FIGURE 5.

Reversible phosphotransfer between ChpArec and Hpt2/3. A, time courses for incorporation of ³²P into ChpA −HD (closed circles) and His₆-Hpt 2 (closed squares) in a reaction that contained 7.3 μm ChpA −HD and 34 μm Hpt2. The reaction was initiated by the addition of 30 μm [γ-³²P]ATP. Aliquots were removed at the indicated times and analyzed by gel electrophoresis and phosphorimaging analysis. The inset shows results from the identical experiment except ChpA −HA was used instead of ChpA −HD. B, effect of excess BeF₃⁻ on the distribution of ³²P-phosphoryl groups between ChpA −HD and Hpt2. In the left panel, the reactions were initiated as for A, and then 70 μm BeF₃⁻ (70 μm BeCl₂ and 10 mm NaF) was added immediately after taking the 10-min time point.
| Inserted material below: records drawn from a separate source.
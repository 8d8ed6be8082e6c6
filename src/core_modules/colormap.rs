// THEORY:
// The `colormap` module reverses what a tile server did when it painted a
// physical quantity as colour. It is the first stage of the pipeline and the
// only one that looks at raw RGB values.
//
// Key architectural principles:
// 1.  **Calibrated Reference Table**: SST decoding starts from an ordered list of
//     calibration points (colour, value, label) sampled from the thermal palette.
// 2.  **Build Once, Read Many**: At construction the decoder expands the table
//     into a quantized lookup map (calibration points plus linearly interpolated
//     intermediate colours). After that the decoder is immutable, so a single
//     instance is shared behind an `Arc` by every analysis, including concurrent
//     ones.
// 3.  **Graceful Degradation**: Lookup falls through four tiers (exact bucket,
//     nearest calibration point, hue band, grayscale sentinel). Every tier
//     returns a value and says how much it trusts it; nothing here fails.
// 4.  **Layer-Specific Algorithms**: Chlorophyll tiles use a different palette and
//     are decoded with a simple greenness/yellowness heuristic that has the same
//     output shape as the SST path.

pub mod colormap {
    use crate::config::DecoderSettings;
    use crate::core_modules::pixel::pixel::{Layer, PixelSample, Rgb};
    use crate::core_modules::utils::geo::geo::angular_difference;
    use serde::{Deserialize, Serialize};
    use std::collections::HashMap;

    const INTERPOLATED_CONFIDENCE: f64 = 0.95;
    const HUE_BAND_CONFIDENCE: f64 = 0.7;
    const NO_DATA_CONFIDENCE: f64 = 0.3;
    const CHL_HEURISTIC_CONFIDENCE: f64 = 0.7;
    const CHL_NO_DATA_VALUE: f64 = 1.0;

    /// Copernicus thermal palette, coldest to hottest, in °F.
    const COPERNICUS_THERMAL: [([u8; 3], f64, &str); 19] = [
        ([50, 0, 100], 35.0, "Very Cold - Deep Winter"),
        ([70, 0, 130], 38.0, "Very Cold - Winter"),
        ([90, 0, 160], 41.0, "Cold - Winter"),
        ([0, 0, 200], 44.0, "Cold - Late Winter"),
        ([0, 50, 220], 47.0, "Cold - Early Spring"),
        ([0, 100, 240], 50.0, "Cool - Spring"),
        ([0, 150, 200], 53.0, "Cool - Spring"),
        ([0, 200, 200], 56.0, "Cool - Late Spring"),
        ([0, 220, 180], 59.0, "Moderate - Spring"),
        ([0, 200, 100], 62.0, "Moderate - Late Spring"),
        ([0, 180, 50], 65.0, "Moderate - Early Summer"),
        ([50, 200, 0], 68.0, "Warm - Early Summer"),
        ([150, 200, 0], 71.0, "Warm - Summer"),
        ([200, 200, 0], 74.0, "Warm - Mid Summer"),
        ([220, 180, 0], 77.0, "Very Warm - Summer"),
        ([240, 150, 0], 80.0, "Very Warm - Peak Summer"),
        ([255, 100, 0], 83.0, "Hot - Gulf Stream"),
        ([255, 50, 0], 86.0, "Hot - Tropical"),
        ([255, 0, 0], 89.0, "Very Hot - Peak Gulf Stream"),
    ];

    /// Hue bands of the thermal palette: `(hue_low, hue_high, value_at_high, span)`.
    /// Inside a band the value rises linearly as the hue falls towards `hue_low`.
    const THERMAL_HUE_BANDS: [(f64, f64, f64, f64); 6] = [
        (270.0, 300.0, 35.0, 9.0), // purple
        (210.0, 270.0, 44.0, 9.0), // blue
        (180.0, 210.0, 53.0, 9.0), // cyan
        (120.0, 180.0, 62.0, 9.0), // green
        (60.0, 120.0, 71.0, 6.0),  // yellow-green
        (20.0, 60.0, 77.0, 6.0),   // orange
    ];
    const RED_BAND_BASE: f64 = 83.0;
    const RED_BAND_SPAN: f64 = 6.0;
    const RED_BAND_CENTER_HUE: f64 = 10.0;
    const RED_BAND_HALF_WIDTH: f64 = 20.0;

    /// Identifies the palette a colour was painted with.
    #[derive(Debug, Clone, Copy, PartialEq, Eq, Hash, Serialize, Deserialize)]
    #[serde(rename_all = "camelCase")]
    pub enum ColormapId {
        /// Copernicus thermal palette, decoded to °F.
        SstThermal,
        /// Turbo-style chlorophyll palette, decoded to mg/m³.
        ChlTurbo,
    }

    impl From<Layer> for ColormapId {
        fn from(layer: Layer) -> Self {
            match layer {
                Layer::Sst => ColormapId::SstThermal,
                Layer::Chl => ColormapId::ChlTurbo,
            }
        }
    }

    /// Which lookup tier produced a decoded value.
    #[derive(Debug, Clone, Copy, PartialEq, Eq)]
    pub enum DecodeMethod {
        /// Bucket hit on a calibration point.
        Exact,
        /// Bucket hit on an interpolated colour.
        Interpolated,
        /// Closest calibration point within the distance threshold.
        Nearest,
        /// Hue-band estimate.
        HueBand,
        /// Chlorophyll greenness/yellowness heuristic.
        Heuristic,
        /// Grayscale render; the value is a mid-scale placeholder.
        NoData,
    }

    /// A decoded physical quantity plus the decoder's trust in it.
    #[derive(Debug, Clone, Copy, PartialEq)]
    pub struct PhysicalValue {
        /// °F for SST, mg/m³ for chlorophyll.
        pub value: f64,
        /// In [0, 1].
        pub confidence: f64,
        pub method: DecodeMethod,
    }

    impl PhysicalValue {
        fn new(value: f64, confidence: f64, method: DecodeMethod) -> Self {
            Self {
                value,
                confidence: confidence.clamp(0.0, 1.0),
                method,
            }
        }

        /// Whether the value should take part in statistics.
        pub fn is_reliable(&self, min_confidence: f64) -> bool {
            self.confidence > min_confidence
        }
    }

    /// One reference colour of a palette.
    #[derive(Debug, Clone, PartialEq)]
    pub struct CalibrationPoint {
        pub rgb: Rgb,
        pub value: f64,
        pub label: String,
    }

    impl CalibrationPoint {
        pub fn new(rgb: Rgb, value: f64, label: impl Into<String>) -> Self {
            Self {
                rgb,
                value,
                label: label.into(),
            }
        }
    }

    /// The Copernicus thermal calibration table.
    pub fn copernicus_thermal() -> Vec<CalibrationPoint> {
        COPERNICUS_THERMAL
            .iter()
            .map(|([r, g, b], value, label)| CalibrationPoint::new(Rgb::new(*r, *g, *b), *value, *label))
            .collect()
    }

    #[derive(Debug, Clone, Copy)]
    struct TableEntry {
        value: f64,
        exact: bool,
    }

    /// Immutable colour decoding service. Build once, share everywhere.
    #[derive(Debug, Clone)]
    pub struct ColorValueDecoder {
        calibration: Vec<CalibrationPoint>,
        lookup: HashMap<[u8; 3], TableEntry>,
        quantization_step: u8,
        nearest_distance_threshold: f64,
        mid_scale: f64,
    }

    impl Default for ColorValueDecoder {
        fn default() -> Self {
            Self::new(&DecoderSettings::default())
        }
    }

    impl ColorValueDecoder {
        /// Builds a decoder for the Copernicus thermal palette.
        pub fn new(settings: &DecoderSettings) -> Self {
            Self::with_calibration(copernicus_thermal(), settings)
        }

        /// Builds a decoder from a custom SST calibration table, ordered by value.
        pub fn with_calibration(calibration: Vec<CalibrationPoint>, settings: &DecoderSettings) -> Self {
            let quantization_step = settings.quantization_step.max(1);
            let lookup = Self::build_lookup(&calibration, settings.interpolation_steps.max(1), quantization_step);
            let mid_scale = match (calibration.first(), calibration.last()) {
                (Some(first), Some(last)) => (first.value + last.value) / 2.0,
                _ => 0.0,
            };

            Self {
                calibration,
                lookup,
                quantization_step,
                nearest_distance_threshold: settings.nearest_distance_threshold,
                mid_scale,
            }
        }

        fn build_lookup(calibration: &[CalibrationPoint], steps: u32, quantization_step: u8) -> HashMap<[u8; 3], TableEntry> {
            let mut lookup = HashMap::with_capacity(calibration.len() * steps as usize);

            // Calibration points first so interpolated colours never shadow them.
            for point in calibration {
                lookup.insert(
                    quantize(point.rgb, quantization_step),
                    TableEntry {
                        value: point.value,
                        exact: true,
                    },
                );
            }

            for pair in calibration.windows(2) {
                let (current, next) = (&pair[0], &pair[1]);
                for step in 1..steps {
                    let t = step as f64 / steps as f64;
                    let rgb = Rgb::new(
                        lerp_channel(current.rgb.r, next.rgb.r, t),
                        lerp_channel(current.rgb.g, next.rgb.g, t),
                        lerp_channel(current.rgb.b, next.rgb.b, t),
                    );
                    let value = current.value + (next.value - current.value) * t;
                    lookup
                        .entry(quantize(rgb, quantization_step))
                        .or_insert(TableEntry { value, exact: false });
                }
            }

            lookup
        }

        pub fn calibration(&self) -> &[CalibrationPoint] {
            &self.calibration
        }

        /// Number of buckets in the quantized lookup table.
        pub fn table_len(&self) -> usize {
            self.lookup.len()
        }

        /// Decodes a colour painted with `colormap`. Never fails.
        pub fn decode(&self, rgb: Rgb, colormap: ColormapId) -> PhysicalValue {
            match colormap {
                ColormapId::SstThermal => self.decode_thermal(rgb),
                ColormapId::ChlTurbo => decode_chlorophyll(rgb),
            }
        }

        pub fn decode_sample(&self, sample: &PixelSample) -> PhysicalValue {
            self.decode(sample.rgb(), sample.layer.into())
        }

        fn decode_thermal(&self, rgb: Rgb) -> PhysicalValue {
            if rgb.is_grayscale() {
                return PhysicalValue::new(self.mid_scale, NO_DATA_CONFIDENCE, DecodeMethod::NoData);
            }

            if let Some(entry) = self.lookup.get(&quantize(rgb, self.quantization_step)) {
                return if entry.exact {
                    PhysicalValue::new(entry.value, 1.0, DecodeMethod::Exact)
                } else {
                    PhysicalValue::new(entry.value, INTERPOLATED_CONFIDENCE, DecodeMethod::Interpolated)
                };
            }

            if let Some(nearest) = self.nearest(rgb) {
                return nearest;
            }

            PhysicalValue::new(thermal_value_from_hue(rgb.hue()), HUE_BAND_CONFIDENCE, DecodeMethod::HueBand)
        }

        fn nearest(&self, rgb: Rgb) -> Option<PhysicalValue> {
            let (point, distance) = self
                .calibration
                .iter()
                .map(|point| (point, rgb.distance(&point.rgb)))
                .min_by(|a, b| a.1.total_cmp(&b.1))?;

            if distance >= self.nearest_distance_threshold {
                return None;
            }
            let confidence = (1.0 - distance / self.nearest_distance_threshold).max(0.5);
            Some(PhysicalValue::new(point.value, confidence, DecodeMethod::Nearest))
        }
    }

    fn quantize(rgb: Rgb, step: u8) -> [u8; 3] {
        [(rgb.r / step) * step, (rgb.g / step) * step, (rgb.b / step) * step]
    }

    fn lerp_channel(from: u8, to: u8, t: f64) -> u8 {
        (from as f64 + (to as f64 - from as f64) * t).round().clamp(0.0, 255.0) as u8
    }

    fn round_tenths(value: f64) -> f64 {
        (value * 10.0).round() / 10.0
    }

    /// Piecewise-linear hue to °F mapping for the thermal palette.
    fn thermal_value_from_hue(hue: f64) -> f64 {
        for (hue_low, hue_high, value_at_high, span) in THERMAL_HUE_BANDS {
            if (hue_low..=hue_high).contains(&hue) {
                let value = value_at_high + (hue_high - hue) / (hue_high - hue_low) * span;
                return round_tenths(value);
            }
        }

        // Red wraps around 0°; the hottest colour sits at the band centre.
        let distance = angular_difference(hue, RED_BAND_CENTER_HUE).min(RED_BAND_HALF_WIDTH);
        round_tenths(RED_BAND_BASE + (1.0 - distance / RED_BAND_HALF_WIDTH) * RED_BAND_SPAN)
    }

    /// Greenness/yellowness heuristic for chlorophyll renders, in mg/m³.
    fn decode_chlorophyll(rgb: Rgb) -> PhysicalValue {
        if rgb.is_grayscale() {
            return PhysicalValue::new(CHL_NO_DATA_VALUE, NO_DATA_CONFIDENCE, DecodeMethod::NoData);
        }

        let r = rgb.r as f64;
        let g = rgb.g as f64;
        let b = rgb.b as f64;
        let greenness = g / r.max(b).max(1.0);
        let yellowness = r.min(g) / 255.0;

        let value = if greenness > 1.5 {
            0.5 + greenness * 2.0
        } else if yellowness > 0.5 {
            5.0 + yellowness * 5.0
        } else {
            0.1 + (b / 255.0) * 0.4
        };

        PhysicalValue::new(value, CHL_HEURISTIC_CONFIDENCE, DecodeMethod::Heuristic)
    }

    /// Converts °F to °C.
    pub fn fahrenheit_to_celsius(value: f64) -> f64 {
        (value - 32.0) * 5.0 / 9.0
    }
}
In the middle and right panels, 70 μm BeF₃⁻ was mixed with 34 μm untagged Hpt2 and 7.3 μm ChpA −HD (middle panel) or ChpA −HA (right panel). 30 μm [γ-³²P]ATP was added to initiate the reactions, and the time points were removed at the indicated times. C, effect of addition of a swamp of unlabeled ATP on the distribution of ³²P-phosphoryl groups between ChpA −HD and Hpt2. The reaction was carried out as in A except that 2 mm unlabeled ATP was added immediately after the 10-min time point. D, reactions contained 7.3 μm ChpA −HD, ChpA −HA, or no ChpA construct (−), 56 μm Hpt 2, Hpt3, or no Hpt (−), and 30 μm [γ-³²P]ATP. After 10 min, 2 mm ATP was added and the reactions proceeded for 10 min before quenching and analysis. E, scheme summarizing reversible flow of phosphoryl groups between ChpArec and Hpt2,3. Binding BeF₃⁻ or saturating the phosphorylation sites of ChpArec inhibits Hpt2 and 3 → ChpArec phosphotransfer (red X) but continues to allow Hpt4–6 → ChpArec (green arrow) and ChpArec → Hpt2 and 3. The net result is dramatic increase in accumulation of phosphoryl groups on Hpt2 and 3.